Please see attached results. Thoughts? What symptoms, if any, would you expect from these results?
Thanks!
Two weeks until my 6 week trt bloods. Decided I wanted to see what my thyroid is up to in the interim.
Please see attached results. Thoughts? What symptoms, if any, would you expect from these results?
Thanks!
definitely you have thyroid problem but more testing needed to see what's going on.
Hey Trev,
Your pituitary is definitely after your thyroid to make more hormones (the elevated TSH), but so far, your thyroid is managing, because your free hormones are at decent levels.
Lots of people with blood work like this have no symptoms, and just find out about the levels during routine checks. In fact some people call it subclinical hypothryoidism. What made you check it?
You didn't, by chance, check your thyroid antibodies? Sometimes people in the early stages of autoimmune hypothyroidism have blood work like this.
Also, some pituitary problems can cause your pituitary to still send out TSH even when your T4 and T3 values are okay. You would need to check with your doctor for more testing to rule this out.
Thyroid-Stimulating Hormone (TSH)
Total Thyroxine (T4)
Free Thyroxine (T4)
Free Tri-iodothyronine (T3)
Reverse T3 A non-functioning form of the active hormone T3
Thyroglobulin antibody (ATA)
Thyroid Peroxidase antibody (TPO)
Trev, run with the labs that bass posted, plus .. Iron, ferritin, B12, D3, magnesium, DHEA. Cortisol would be great too, go with a saliva 4x/day test, which will cover the 24 hour interval. Just my .02 on the tests that you provided ... If we look at just the FT4 and FT3 results against their ranges, your FT4 is at 30.5% value, and your FT3 value is a bit higher at 45.8%. IMO (and with a A4M physician I've worked with), an optimal range to aim for is the 60% to 80% range within these assays. Again, just my .02, I personally think your T4 is converting quite fast to T3, which it basically can't keep up, which in turn the pituitary is signally more TSH to ramp it up.

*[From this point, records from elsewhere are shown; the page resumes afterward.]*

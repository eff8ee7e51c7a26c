// Copyright (c) Microsoft Corporation. All rights reserved.
// Licensed under the MIT License.

//! The account's regional topology and the endpoints currently excluded from routing.

use std::{collections::HashMap, sync::Arc, sync::Mutex, time::Duration};

use arc_swap::ArcSwap;
use tokio::time::Instant;
use url::Url;

use crate::{models::DatabaseAccount, utils, ConnectionPolicy};

/// Whether an endpoint is used for reads or writes.
#[derive(Clone, Copy, Debug, PartialEq, Eq, Hash)]
pub enum AccessKind {
    Read,
    Write,
}

/// A region of the account and its regional endpoint.
#[derive(Clone, Debug, PartialEq, Eq)]
pub struct Location {
    pub name: String,
    pub endpoint: Url,
}

#[derive(Debug, Default)]
pub(crate) struct TopologySnapshot {
    pub writable_locations: Vec<Location>,
    pub readable_locations: Vec<Location>,
    pub enable_multiple_writable_locations: bool,
    pub last_refreshed_at: Option<Instant>,
}

impl TopologySnapshot {
    fn from_account(account: &DatabaseAccount) -> Self {
        let locations = |regions: &[crate::models::AccountRegion]| {
            regions
                .iter()
                .map(|r| Location {
                    name: r.name.clone(),
                    endpoint: r.database_account_endpoint.clone(),
                })
                .collect()
        };
        Self {
            writable_locations: locations(&account.writable_locations),
            readable_locations: locations(&account.readable_locations),
            enable_multiple_writable_locations: account.enable_multiple_write_locations,
            last_refreshed_at: Some(Instant::now()),
        }
    }
}

#[derive(Debug)]
pub(crate) struct LocationCache {
    default_endpoint: Url,
    preferred_locations: Vec<String>,
    use_multiple_write_locations: bool,
    unavailable_expiration: Duration,
    snapshot: ArcSwap<TopologySnapshot>,
    unavailable: Mutex<HashMap<(Url, AccessKind), Instant>>,
}

impl LocationCache {
    pub fn new(default_endpoint: Url, policy: &ConnectionPolicy) -> Self {
        Self {
            default_endpoint,
            preferred_locations: policy.preferred_locations.clone(),
            use_multiple_write_locations: policy.use_multiple_write_locations,
            unavailable_expiration: policy.unavailable_location_expiration,
            snapshot: ArcSwap::from_pointee(TopologySnapshot::default()),
            unavailable: Mutex::new(HashMap::new()),
        }
    }

    pub fn default_endpoint(&self) -> &Url {
        &self.default_endpoint
    }

    pub fn preferred_locations(&self) -> &[String] {
        &self.preferred_locations
    }

    pub fn snapshot(&self) -> Arc<TopologySnapshot> {
        self.snapshot.load_full()
    }

    /// Replaces the topology with the one described by `account`.
    pub fn update(&self, account: &DatabaseAccount) {
        let snapshot = TopologySnapshot::from_account(account);
        tracing::debug!(
            writable = ?snapshot.writable_locations.iter().map(|l| &l.name).collect::<Vec<_>>(),
            readable = ?snapshot.readable_locations.iter().map(|l| &l.name).collect::<Vec<_>>(),
            multiple_write_locations = snapshot.enable_multiple_writable_locations,
            "updated account topology"
        );
        self.snapshot.store(Arc::new(snapshot));
    }

    /// Returns `true` if both the client and the account allow writes to any region.
    pub fn multiple_write_locations_enabled(&self) -> bool {
        self.use_multiple_write_locations && self.snapshot.load().enable_multiple_writable_locations
    }

    pub fn mark_unavailable(&self, endpoint: &Url, kind: AccessKind) {
        tracing::debug!(%endpoint, ?kind, "marking endpoint unavailable");
        utils::lock(&self.unavailable).insert((endpoint.clone(), kind), Instant::now());
    }

    /// Returns `true` if `endpoint` was marked unavailable for `kind` within the expiration window.
    ///
    /// Expired entries are evicted.
    pub fn is_unavailable(&self, endpoint: &Url, kind: AccessKind) -> bool {
        let mut unavailable = utils::lock(&self.unavailable);
        let key = (endpoint.clone(), kind);
        match unavailable.get(&key) {
            Some(marked_at) if marked_at.elapsed() < self.unavailable_expiration => true,
            Some(_) => {
                unavailable.remove(&key);
                false
            }
            None => false,
        }
    }

    /// Orders `locations` by the preferred location list, ignoring locations that aren't preferred.
    fn preferred_order(&self, locations: &[Location]) -> Vec<Url> {
        self.preferred_locations
            .iter()
            .filter_map(|preferred| {
                locations
                    .iter()
                    .find(|l| l.name.eq_ignore_ascii_case(preferred))
                    .map(|l| l.endpoint.clone())
            })
            .collect()
    }

    /// Available candidates first, then unavailable ones, then the default endpoint if nothing matched.
    fn order_candidates(&self, candidates: Vec<Url>, kind: AccessKind) -> Vec<Url> {
        if candidates.is_empty() {
            return vec![self.default_endpoint.clone()];
        }
        let (available, unavailable): (Vec<_>, Vec<_>) = candidates
            .into_iter()
            .partition(|endpoint| !self.is_unavailable(endpoint, kind));
        available.into_iter().chain(unavailable).collect()
    }

    /// The ordered candidate endpoints for reads.
    pub fn read_endpoints(&self) -> Vec<Url> {
        let snapshot = self.snapshot.load();
        let mut candidates = self.preferred_order(&snapshot.readable_locations);
        if candidates.is_empty() {
            candidates = snapshot
                .readable_locations
                .iter()
                .map(|l| l.endpoint.clone())
                .collect();
        }
        self.order_candidates(candidates, AccessKind::Read)
    }

    /// The ordered candidate endpoints for writes.
    ///
    /// Writable regions are used in the account's order unless `use_preferred_order` is set and
    /// multiple write locations are enabled, in which case the preferred order applies.
    pub fn write_endpoints(&self, use_preferred_order: bool) -> Vec<Url> {
        let snapshot = self.snapshot.load();
        let mut candidates = Vec::new();
        if use_preferred_order && self.multiple_write_locations_enabled() {
            candidates = self.preferred_order(&snapshot.writable_locations);
        }
        if candidates.is_empty() {
            candidates = snapshot
                .writable_locations
                .iter()
                .map(|l| l.endpoint.clone())
                .collect();
        }
        self.order_candidates(candidates, AccessKind::Write)
    }

    fn first_available(&self, candidates: Vec<Url>, kind: AccessKind) -> Url {
        candidates
            .into_iter()
            .find(|endpoint| !self.is_unavailable(endpoint, kind))
            .unwrap_or_else(|| self.default_endpoint.clone())
    }

    /// The first read candidate not marked unavailable, or the default endpoint.
    pub fn resolve_read(&self) -> Url {
        self.first_available(self.read_endpoints(), AccessKind::Read)
    }

    /// The first write candidate not marked unavailable, or the default endpoint.
    pub fn resolve_write(&self, use_preferred_order: bool) -> Url {
        self.first_available(self.write_endpoints(use_preferred_order), AccessKind::Write)
    }

    /// The region name serving `endpoint`, if known.
    pub fn location_name(&self, endpoint: &Url) -> Option<String> {
        let snapshot = self.snapshot.load();
        snapshot
            .readable_locations
            .iter()
            .chain(snapshot.writable_locations.iter())
            .find(|l| &l.endpoint == endpoint)
            .map(|l| l.name.clone())
    }
}
// Copyright (c) Microsoft Corporation. All rights reserved.
// Licensed under the MIT License.

use std::str::FromStr;

use azure_core::{credentials::Secret, error::ErrorKind, Error};

use crate::{AuthOptions, CosmosClientOptions};

/// Represents a Cosmos DB connection string.
///
/// ```rust
/// # use azure_data_cosmos_core::ConnectionString;
/// let connection_string: ConnectionString =
///     "AccountEndpoint=https://accountname.documents.azure.com:443/;AccountKey=key"
///         .parse()
///         .unwrap();
/// assert_eq!(connection_string.account_endpoint, "https://accountname.documents.azure.com:443/");
/// ```
#[derive(Clone, Debug)]
pub struct ConnectionString {
    pub account_endpoint: String,
    pub account_key: Secret,
}

impl ConnectionString {
    /// Client options that connect to this account with its key and default settings.
    pub fn into_client_options(self) -> CosmosClientOptions {
        CosmosClientOptions {
            endpoint: self.account_endpoint,
            auth: Some(AuthOptions::MasterKey(self.account_key)),
            ..Default::default()
        }
    }
}

impl FromStr for ConnectionString {
    type Err = Error;

    fn from_str(connection_string: &str) -> Result<Self, Self::Err> {
        let mut account_endpoint = None;
        let mut account_key = None;

        for part in connection_string.split(';').map(str::trim) {
            if part.is_empty() {
                continue;
            }
            // Account keys end in '=' padding; only the first '=' separates.
            let Some((key, value)) = part.split_once('=') else {
                return Err(Error::new(
                    ErrorKind::Other,
                    "invalid connection string: expected 'key=value' pairs",
                ));
            };
            match key.trim() {
                k if k.eq_ignore_ascii_case("AccountEndpoint") => {
                    account_endpoint = Some(value.to_owned())
                }
                k if k.eq_ignore_ascii_case("AccountKey") => {
                    account_key = Some(Secret::new(value.to_owned()))
                }
                _ => {}
            }
        }

        let Some(account_endpoint) = account_endpoint else {
            return Err(Error::new(
                ErrorKind::Other,
                "invalid connection string, missing 'AccountEndpoint'",
            ));
        };
        let Some(account_key) = account_key else {
            return Err(Error::new(
                ErrorKind::Other,
                "invalid connection string, missing 'AccountKey'",
            ));
        };

        Ok(Self {
            account_endpoint,
            account_key,
        })
    }
}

Basically hypothyroidism.
With that said, get yourself aligned with a GOOD physician who can properly diagnose you for this. Again, the other labs will tell a bigger picture to see if you have excess pooling, or any autoimmune issues, etc. There's usually a correlation with hypogonadism and hypothyroidism, so don't feel this is completely unusual. Just get all the needed labs so that you can get to the truth.
If you are having symptoms (and things like fatigue can be caused by many different things), then as Bass and Vette suggested, you would need some more info, at least on my view, because sometimes people with bloodwork like yours don't respond all that much to more thyroid hormones. Sometimes they do, but typically then they have more symptoms of hypothyroidism. Very few people have thyroids that start failing, and then turnaround, unless they have something unusual going on like an iodine deficiency that can be turned around. So you are likely on a downward trend for your thyroid, and the question is when to start treatment. If you start now, you might get your bloods in order, but have little to no difference in fatigue. I would get more info before I did anything.
For some people, things like diet can contribute to fatigue - elevated insulin or blood glucose could be an issue, so it might be worth knowing those figures, and making sure that you're eating complex carbs and not a lot of sugar.
On a quick read, I didn't see anyone recommend a male hormone panel, that seems well worth checking as well, but I don't know which tests are the correct ones, so maybe Bass or Vette will advise further. Problems there could also lead to fatigue.